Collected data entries
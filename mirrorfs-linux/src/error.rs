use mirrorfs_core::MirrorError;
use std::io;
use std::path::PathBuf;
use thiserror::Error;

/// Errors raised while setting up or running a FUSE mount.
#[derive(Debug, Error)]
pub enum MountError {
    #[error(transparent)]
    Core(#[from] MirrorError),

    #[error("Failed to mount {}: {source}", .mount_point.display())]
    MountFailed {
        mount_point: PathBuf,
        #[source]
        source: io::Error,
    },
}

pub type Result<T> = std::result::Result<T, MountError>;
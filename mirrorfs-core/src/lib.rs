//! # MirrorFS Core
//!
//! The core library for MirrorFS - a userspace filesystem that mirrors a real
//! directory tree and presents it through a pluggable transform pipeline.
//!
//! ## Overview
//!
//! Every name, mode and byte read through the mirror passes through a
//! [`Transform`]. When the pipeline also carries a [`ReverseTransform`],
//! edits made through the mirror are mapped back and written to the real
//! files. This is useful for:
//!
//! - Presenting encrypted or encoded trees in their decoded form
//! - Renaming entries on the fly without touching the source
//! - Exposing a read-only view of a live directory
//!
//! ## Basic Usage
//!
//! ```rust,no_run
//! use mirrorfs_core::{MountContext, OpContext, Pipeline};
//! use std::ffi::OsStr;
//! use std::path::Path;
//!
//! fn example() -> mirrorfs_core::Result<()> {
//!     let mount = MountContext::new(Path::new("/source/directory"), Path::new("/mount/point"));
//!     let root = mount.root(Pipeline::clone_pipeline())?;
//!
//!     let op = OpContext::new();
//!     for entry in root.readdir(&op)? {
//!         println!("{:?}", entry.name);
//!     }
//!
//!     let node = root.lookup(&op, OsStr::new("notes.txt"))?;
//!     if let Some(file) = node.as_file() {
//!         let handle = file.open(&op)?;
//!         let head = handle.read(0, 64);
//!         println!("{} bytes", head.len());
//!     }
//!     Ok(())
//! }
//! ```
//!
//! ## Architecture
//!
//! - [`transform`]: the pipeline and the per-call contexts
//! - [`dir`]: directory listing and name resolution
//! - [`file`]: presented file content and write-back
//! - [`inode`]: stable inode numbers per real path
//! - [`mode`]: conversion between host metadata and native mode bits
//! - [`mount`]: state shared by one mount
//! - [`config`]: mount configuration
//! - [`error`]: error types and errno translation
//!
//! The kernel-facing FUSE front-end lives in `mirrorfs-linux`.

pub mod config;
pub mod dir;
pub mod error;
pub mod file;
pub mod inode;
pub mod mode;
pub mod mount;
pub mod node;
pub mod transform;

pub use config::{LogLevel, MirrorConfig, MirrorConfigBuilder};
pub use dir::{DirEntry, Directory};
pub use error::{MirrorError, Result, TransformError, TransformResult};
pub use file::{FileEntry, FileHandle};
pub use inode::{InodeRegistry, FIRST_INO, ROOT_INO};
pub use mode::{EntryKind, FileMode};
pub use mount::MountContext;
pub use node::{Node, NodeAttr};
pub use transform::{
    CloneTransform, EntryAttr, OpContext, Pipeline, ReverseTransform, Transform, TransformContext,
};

Your goal: If a line in the data above holds the string "head", copy it.

Result:
//!         let head = handle.read(0, 64);
//!         println!("{} bytes", head.len());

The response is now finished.